‘Norwegians are being experienced as reserved and hard to establish social relationships with’

This is a conclusion mentioned in an article on the Norwegian web site digi.no about new research carried out by Oxford Research on behalf of the Norwegian Ministry of Labour and Social Inclusion and NHO.

Norwegian companies have a great need for qualified IT personnel, and Norway is not able to cover this need. Companies have tried for several years to attract IT people from abroad, but that is not easy. Bureaucratic rules cause up to 6 months delay while applications are being dealt with at the Norwegian Directorate of Immigration (UDI).

Because of this Norway is in danger of losing good IT personnel, even though the need is greater than ever before. The secretary general of ICT Norway, Per Morten Hoff, estimates that Norway will need 10 000 foreign IT experts in 2008.

The research carried out by Oxford Research confirms that higher educated immigrants have a hard time with cooping with the Norwegian society.

‘We have discovered a considerable gap between the expectations and the actual experiences’, according to CEO Harald Furre of Oxford Research to the Norwegian newspaper Aftenposten.
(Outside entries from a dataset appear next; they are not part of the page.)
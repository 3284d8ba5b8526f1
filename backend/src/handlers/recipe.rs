//! Compounded-drug recipe handlers

use axum::{
    extract::{Path, State},
    Json,
};

use crate::error::AppResult;
use crate::middleware::CurrentUser;
use crate::response::ApiResponse;
use crate::services::recipe::{ModifyRecipeInput, Recipe, RecipeInput, RecipeMedicineInput};
use crate::services::RecipeService;
use crate::AppState;

fn recipes(state: &AppState) -> RecipeService {
    RecipeService::new(state.db.clone(), state.audit.clone())
}

pub async fn create_recipe(
    State(state): State<AppState>,
    current_user: CurrentUser,
    Json(input): Json<RecipeInput>,
) -> AppResult<ApiResponse<Recipe>> {
    let recipe = recipes(&state).create(input, &current_user.0).await?;
    Ok(ApiResponse::created(
        format!("{} created by {}", recipe.medicine_name, current_user.0.name),
        recipe,
    ))
}

/// `all` lists every recipe, anything else is a medicine name
pub async fn list_recipes(
    State(state): State<AppState>,
    _current_user: CurrentUser,
    Path(val): Path<String>,
) -> AppResult<Json<Vec<Recipe>>> {
    let service = recipes(&state);
    let list = if val == "all" {
        service.list().await?
    } else {
        vec![service.detail_by_name(&val).await?]
    };
    Ok(Json(list))
}

pub async fn recipe_detail(
    State(state): State<AppState>,
    _current_user: CurrentUser,
    Json(input): Json<RecipeMedicineInput>,
) -> AppResult<Json<Recipe>> {
    Ok(Json(recipes(&state).detail(input.medicine_id).await?))
}

pub async fn modify_recipe(
    State(state): State<AppState>,
    current_user: CurrentUser,
    Json(input): Json<ModifyRecipeInput>,
) -> AppResult<ApiResponse<Recipe>> {
    let recipe = recipes(&state).modify(input, &current_user.0).await?;
    Ok(ApiResponse::ok(
        format!("{} modified by {}", recipe.medicine_name, current_user.0.name),
        recipe,
    ))
}

pub async fn delete_recipe(
    State(state): State<AppState>,
    current_user: CurrentUser,
    Json(input): Json<RecipeMedicineInput>,
) -> AppResult<ApiResponse<()>> {
    let actor = current_user.admin()?;
    recipes(&state).delete(input.medicine_id, actor).await?;
    Ok(ApiResponse::ok(
        format!("recipe of medicine id {} deleted by {}", input.medicine_id, actor.name),
        (),
    ))
}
Lacking information in English makes it hard for foreigners to establish themselves. When one has just arrived in Norway it is necessary to establish an internet connection, a bank account, a doctor, school and perhaps kindergarten. But when information is not available in English, this is not an easy task.
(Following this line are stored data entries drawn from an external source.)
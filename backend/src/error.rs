//! Error handling for the pharmacy backend
//!
//! Every failure leaves the server as the same JSON envelope the success path
//! uses: `{success, code, message, log?, error?}`. Server-side failures are
//! also written to the error log and the envelope carries the log file name.

use axum::{
    http::StatusCode,
    response::{IntoResponse, Response},
};
use rust_decimal::Decimal;
use shared::DomainError;
use thiserror::Error;

use crate::error_log;
use crate::response::ApiResponse;

/// Application error types
#[derive(Error, Debug)]
pub enum AppError {
    // Authentication errors
    #[error("Invalid user name or password")]
    InvalidCredentials,

    #[error("Unauthorized: {0}")]
    Unauthorized(String),

    #[error("token expired, log in again")]
    TokenExpired,

    #[error("logged in from other device")]
    LoggedInElsewhere,

    #[error("unauthorized! not admin")]
    NotAdmin,

    // Request errors
    #[error("invalid payload: {0}")]
    InvalidPayload(String),

    #[error("Validation error: {message}")]
    Validation { field: String, message: String },

    #[error("{0} not found")]
    ReferenceNotFound(String),

    #[error("{0} exists")]
    DuplicateDocument(String),

    #[error("{0} not found")]
    NotFound(String),

    #[error("{0}")]
    ProtectedUser(String),

    // Stock and document rules
    #[error("stock for {medicine} is not enough, need {needed}, have {available}")]
    InsufficientStock {
        medicine: String,
        needed: Decimal,
        available: Decimal,
    },

    #[error(transparent)]
    Domain(#[from] DomainError),

    #[error("{0} was not persisted")]
    HeaderNotPersisted(String),

    // Side outputs
    #[error("error rendering pdf: {0}")]
    Render(String),

    #[error("error writing audit log: {0}")]
    AuditWrite(String),

    #[error("Storage error: {0}")]
    Storage(String),

    // Database errors
    #[error("Database error: {0}")]
    DatabaseError(#[from] sqlx::Error),

    // Internal errors
    #[error("Internal server error: {0}")]
    Internal(String),

    #[error("Internal server error")]
    InternalError(#[from] anyhow::Error),
}

impl AppError {
    /// Shorthand for a field validation failure
    pub fn validation(field: &str, message: impl Into<String>) -> Self {
        AppError::Validation {
            field: field.to_string(),
            message: message.into(),
        }
    }

    /// PostgreSQL unique violation (SQLSTATE 23505)
    pub fn is_unique_violation(&self) -> bool {
        match self {
            AppError::DatabaseError(sqlx::Error::Database(db)) => {
                db.code().as_deref() == Some("23505")
            }
            _ => false,
        }
    }

    /// HTTP status and stable machine code for this error
    pub fn status_and_code(&self) -> (StatusCode, &'static str) {
        match self {
            AppError::InvalidCredentials => (StatusCode::UNAUTHORIZED, "INVALID_CREDENTIALS"),
            AppError::Unauthorized(_) => (StatusCode::UNAUTHORIZED, "UNAUTHORIZED"),
            AppError::TokenExpired => (StatusCode::UNAUTHORIZED, "TOKEN_EXPIRED"),
            AppError::LoggedInElsewhere => (StatusCode::UNAUTHORIZED, "LOGGED_IN_ELSEWHERE"),
            AppError::NotAdmin => (StatusCode::UNAUTHORIZED, "NOT_ADMIN"),
            AppError::InvalidPayload(_) => (StatusCode::BAD_REQUEST, "INVALID_PAYLOAD"),
            AppError::Validation { .. } => (StatusCode::BAD_REQUEST, "VALIDATION_ERROR"),
            AppError::ReferenceNotFound(_) => (StatusCode::BAD_REQUEST, "REFERENCE_NOT_FOUND"),
            AppError::DuplicateDocument(_) => (StatusCode::BAD_REQUEST, "DUPLICATE_DOCUMENT"),
            AppError::NotFound(_) => (StatusCode::NOT_FOUND, "NOT_FOUND"),
            AppError::ProtectedUser(_) => (StatusCode::BAD_REQUEST, "PROTECTED_USER"),
            AppError::InsufficientStock { .. } => (StatusCode::BAD_REQUEST, "INSUFFICIENT_STOCK"),
            AppError::Domain(e) if e.is_payload_error() => (StatusCode::BAD_REQUEST, e.code()),
            AppError::Domain(e) => (StatusCode::UNPROCESSABLE_ENTITY, e.code()),
            AppError::HeaderNotPersisted(_) => {
                (StatusCode::INTERNAL_SERVER_ERROR, "HEADER_NOT_PERSISTED")
            }
            AppError::Render(_) => (StatusCode::INTERNAL_SERVER_ERROR, "RENDER_ERROR"),
            AppError::AuditWrite(_) => (StatusCode::INTERNAL_SERVER_ERROR, "AUDIT_WRITE_ERROR"),
            AppError::Storage(_) => (StatusCode::INTERNAL_SERVER_ERROR, "STORAGE_ERROR"),
            AppError::DatabaseError(_) if self.is_unique_violation() => {
                (StatusCode::BAD_REQUEST, "DUPLICATE_DOCUMENT")
            }
            AppError::DatabaseError(_) => (StatusCode::INTERNAL_SERVER_ERROR, "STORAGE_ERROR"),
            AppError::Internal(_) | AppError::InternalError(_) => {
                (StatusCode::INTERNAL_SERVER_ERROR, "INTERNAL_ERROR")
            }
        }
    }

    /// Message shown to the client; storage internals stay in the logs
    fn client_message(&self) -> String {
        match self {
            AppError::DatabaseError(_) if self.is_unique_violation() => {
                "document number already exists".to_string()
            }
            AppError::DatabaseError(_) => "A database error occurred".to_string(),
            AppError::InternalError(_) => "An internal server error occurred".to_string(),
            AppError::LoggedInElsewhere | AppError::TokenExpired => {
                format!("{}, renew your token", self)
            }
            other => other.to_string(),
        }
    }
}

impl From<std::io::Error> for AppError {
    fn from(e: std::io::Error) -> Self {
        AppError::Storage(e.to_string())
    }
}

impl From<validator::ValidationErrors> for AppError {
    fn from(e: validator::ValidationErrors) -> Self {
        AppError::InvalidPayload(e.to_string())
    }
}

impl IntoResponse for AppError {
    fn into_response(self) -> Response {
        let (status, code) = self.status_and_code();
        let message = self.client_message();

        let log = if status.is_server_error() {
            tracing::error!("Error: {:?}", self);
            error_log::write(status, code, &self.to_string())
        } else {
            tracing::warn!("Request failed: {}", self);
            None
        };

        ApiResponse::<()>::failure(status, message, code, log).into_response()
    }
}

/// Result type alias for handlers
pub type AppResult<T> = Result<T, AppError>;

#[cfg(test)]
mod tests {
    use super::*;

    #[test]
    fn test_insufficient_stock_is_client_error() {
        let err = AppError::InsufficientStock {
            medicine: "AMOX500".to_string(),
            needed: Decimal::from(5),
            available: Decimal::from(4),
        };
        assert_eq!(err.status_and_code(), (StatusCode::BAD_REQUEST, "INSUFFICIENT_STOCK"));
    }

    #[test]
    fn test_reconciliation_errors_are_unprocessable() {
        let err = AppError::from(DomainError::ReceivedExceedsOrdered {
            medicine: "PCM".to_string(),
            received: Decimal::from(110),
            ordered: Decimal::from(100),
        });
        assert_eq!(
            err.status_and_code(),
            (StatusCode::UNPROCESSABLE_ENTITY, "RECEIVED_EXCEEDS_ORDERED")
        );

        let err = AppError::from(DomainError::UnknownUnitForMedicine {
            medicine: "PCM".to_string(),
        });
        assert_eq!(err.status_and_code().0, StatusCode::UNPROCESSABLE_ENTITY);
    }

    #[test]
    fn test_payload_domain_errors_are_bad_request() {
        let err = AppError::from(DomainError::InvalidQuantity("1/0".to_string()));
        assert_eq!(err.status_and_code(), (StatusCode::BAD_REQUEST, "INVALID_QUANTITY"));
    }

    #[test]
    fn test_token_errors_ask_for_renewal() {
        assert_eq!(AppError::LoggedInElsewhere.status_and_code().0, StatusCode::UNAUTHORIZED);
        assert!(AppError::TokenExpired.client_message().contains("renew your token"));
        assert_eq!(AppError::NotAdmin.status_and_code().0, StatusCode::UNAUTHORIZED);
    }

    #[test]
    fn test_render_error_is_server_error() {
        let err = AppError::Render("disk full".to_string());
        assert!(err.status_and_code().0.is_server_error());
    }
}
The research determines that it is necessary to establish more openness, more English, empty slots in international schools, shorter processing times of work and residence visa, and better information on cultural activities.

Per Morten Hoff now hopes that the so-called ‘Blue Card‘ of the EU will help out. This card will give the head of personnel in an IT company the chance to approve a work permit request from an IT expert from, for example the Ukraine. This will shorten the long waiting period at the UDI. At the same time it becomes the responsibility of the company to make sure they get the skills they request. If they get someone who doesn’t know anything about SAP, then it is useless to complain to other instances.

Hoff mentioned to digi.no that Minister of Labour and Social Inclusion Bjarne Håkon Hansen wants to introduce the system in 2008. Other EU countries already have good experiences from the system, that became operational in the end of October 2007.

‘It is clear that a head of personnel of IBM will have greater expectations & requirements to find the right IT skills than a employee of UDI’, states Hoff to digi.no.